__Exercise description__. Each record that follows is to be reproduced verbatim.

(Stored items)
'''

//! Garbage collection of unused nodes.
//!
//! Liveness of a node is never tracked while the mesh is edited. Instead
//! [`delete_unused_nodes`] scans every enabled attachment slot, marks the
//! nodes they reference, compacts the node store and rewrites every slot to
//! the compacted handles. Vertex gradient constraints are stored as plain
//! values and do not keep nodes alive.

use crate::mesh::{MeshIndex, NodeId, VgMesh};

/// Outcome of a garbage collection pass.
#[derive(Debug, Clone, Copy, Default, PartialEq, Eq)]
pub struct GcStats {
    /// Number of nodes before the pass.
    pub nodes_before: usize,
    /// Number of nodes after the pass.
    pub nodes_after: usize,
}

impl GcStats {
    /// Number of nodes removed.
    pub fn removed(&self) -> usize {
        self.nodes_before - self.nodes_after
    }
}

/// Remove every node no enabled attachment slot references.
///
/// Surviving nodes keep their relative order; all slots are rewritten to the
/// new handles before this returns, so handles obtained before the call must
/// not be reused afterwards.
///
/// # Example
///
/// ```
/// use vgmesh::prelude::*;
/// use vgmesh::algo::delete_unused_nodes;
///
/// let vertices = [[0.0, 0.0], [1.0, 0.0], [0.5, 1.0]];
/// let mut mesh: VgMesh = VgMesh::from_triangles(&vertices, &[[0, 1, 2]], &VgMeshOptions::default()).unwrap();
///
/// let orphan = mesh.add_unknown_node().unwrap();
/// let used = mesh.add_unknown_node().unwrap();
/// mesh.set_edge_value_node(HalfEdgeId::new(0), used).unwrap();
///
/// let stats = delete_unused_nodes(&mut mesh);
/// assert_eq!(stats.removed(), 1);
/// assert_eq!(mesh.edge_value_node(HalfEdgeId::new(0)).unwrap(), orphan);
/// ```
pub fn delete_unused_nodes<I: MeshIndex>(mesh: &mut VgMesh<I>) -> GcStats {
    let nodes_before = mesh.nodes.len();

    // Mark
    let live: Vec<bool> = reference_counts(mesh).into_iter().map(|c| c > 0).collect();

    // Sweep
    let remap = mesh.nodes.compact(&live);
    for slot in mesh.attachments.slots_mut() {
        if slot.is_valid() {
            *slot = remap.get(slot.index()).copied().unwrap_or_else(NodeId::invalid);
        }
    }

    let stats = GcStats {
        nodes_before,
        nodes_after: mesh.nodes.len(),
    };
    log::debug!(
        "deleted {} unused nodes ({} -> {})",
        stats.removed(),
        stats.nodes_before,
        stats.nodes_after
    );
    stats
}

/// Number of enabled slots referencing each node, boundary half-edges
/// included.
pub(crate) fn reference_counts<I: MeshIndex>(mesh: &VgMesh<I>) -> Vec<usize> {
    let mut counts = vec![0; mesh.nodes.len()];
    for node in mesh.attachments.slots() {
        if let Some(count) = counts.get_mut(node.index()).filter(|_| node.is_valid()) {
            *count += 1;
        }
    }
    counts
}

'''

__Exercise solution__.
//! Garbage collection of unused nodes.
//!
//! Liveness of a node is never tracked while the mesh is edited. Instead
//! [`delete_unused_nodes`] scans every enabled attachment slot, marks the
//! nodes they reference, compacts the node store and rewrites every slot to
//! the compacted handles. Vertex gradient constraints are stored as plain
//! values and do not keep nodes alive.

use crate::mesh::{MeshIndex, NodeId, VgMesh};

/// Outcome of a garbage collection pass.
#[derive(Debug, Clone, Copy, Default, PartialEq, Eq)]
pub struct GcStats {
    /// Number of nodes before the pass.
    pub nodes_before: usize,
    /// Number of nodes after the pass.
    pub nodes_after: usize,
}

impl GcStats {
    /// Number of nodes removed.
    pub fn removed(&self) -> usize {
        self.nodes_before - self.nodes_after
    }
}

/// Remove every node no enabled attachment slot references.
///
/// Surviving nodes keep their relative order; all slots are rewritten to the
/// new handles before this returns, so handles obtained before the call must
/// not be reused afterwards.
///
/// # Example
///
/// ```
/// use vgmesh::prelude::*;
/// use vgmesh::algo::delete_unused_nodes;
///
/// let vertices = [[0.0, 0.0], [1.0, 0.0], [0.5, 1.0]];
/// let mut mesh: VgMesh = VgMesh::from_triangles(&vertices, &[[0, 1, 2]], &VgMeshOptions::default()).unwrap();
///
/// let orphan = mesh.add_unknown_node().unwrap();
/// let used = mesh.add_unknown_node().unwrap();
/// mesh.set_edge_value_node(HalfEdgeId::new(0), used).unwrap();
///
/// let stats = delete_unused_nodes(&mut mesh);
/// assert_eq!(stats.removed(), 1);
/// assert_eq!(mesh.edge_value_node(HalfEdgeId::new(0)).unwrap(), orphan);
/// ```
pub fn delete_unused_nodes<I: MeshIndex>(mesh: &mut VgMesh<I>) -> GcStats {
    let nodes_before = mesh.nodes.len();

    // Mark
    let live: Vec<bool> = reference_counts(mesh).into_iter().map(|c| c > 0).collect();

    // Sweep
    let remap = mesh.nodes.compact(&live);
    for slot in mesh.attachments.slots_mut() {
        if slot.is_valid() {
            *slot = remap.get(slot.index()).copied().unwrap_or_else(NodeId::invalid);
        }
    }

    let stats = GcStats {
        nodes_before,
        nodes_after: mesh.nodes.len(),
    };
    log::debug!(
        "deleted {} unused nodes ({} -> {})",
        stats.removed(),
        stats.nodes_before,
        stats.nodes_after
    );
    stats
}

/// Number of enabled slots referencing each node, boundary half-edges
/// included.
pub(crate) fn reference_counts<I: MeshIndex>(mesh: &VgMesh<I>) -> Vec<usize> {
    let mut counts = vec![0; mesh.nodes.len()];
    for node in mesh.attachments.slots() {
        if let Some(count) = counts.get_mut(node.index()).filter(|_| node.is_valid()) {
            *count += 1;
        }
    }
    counts
}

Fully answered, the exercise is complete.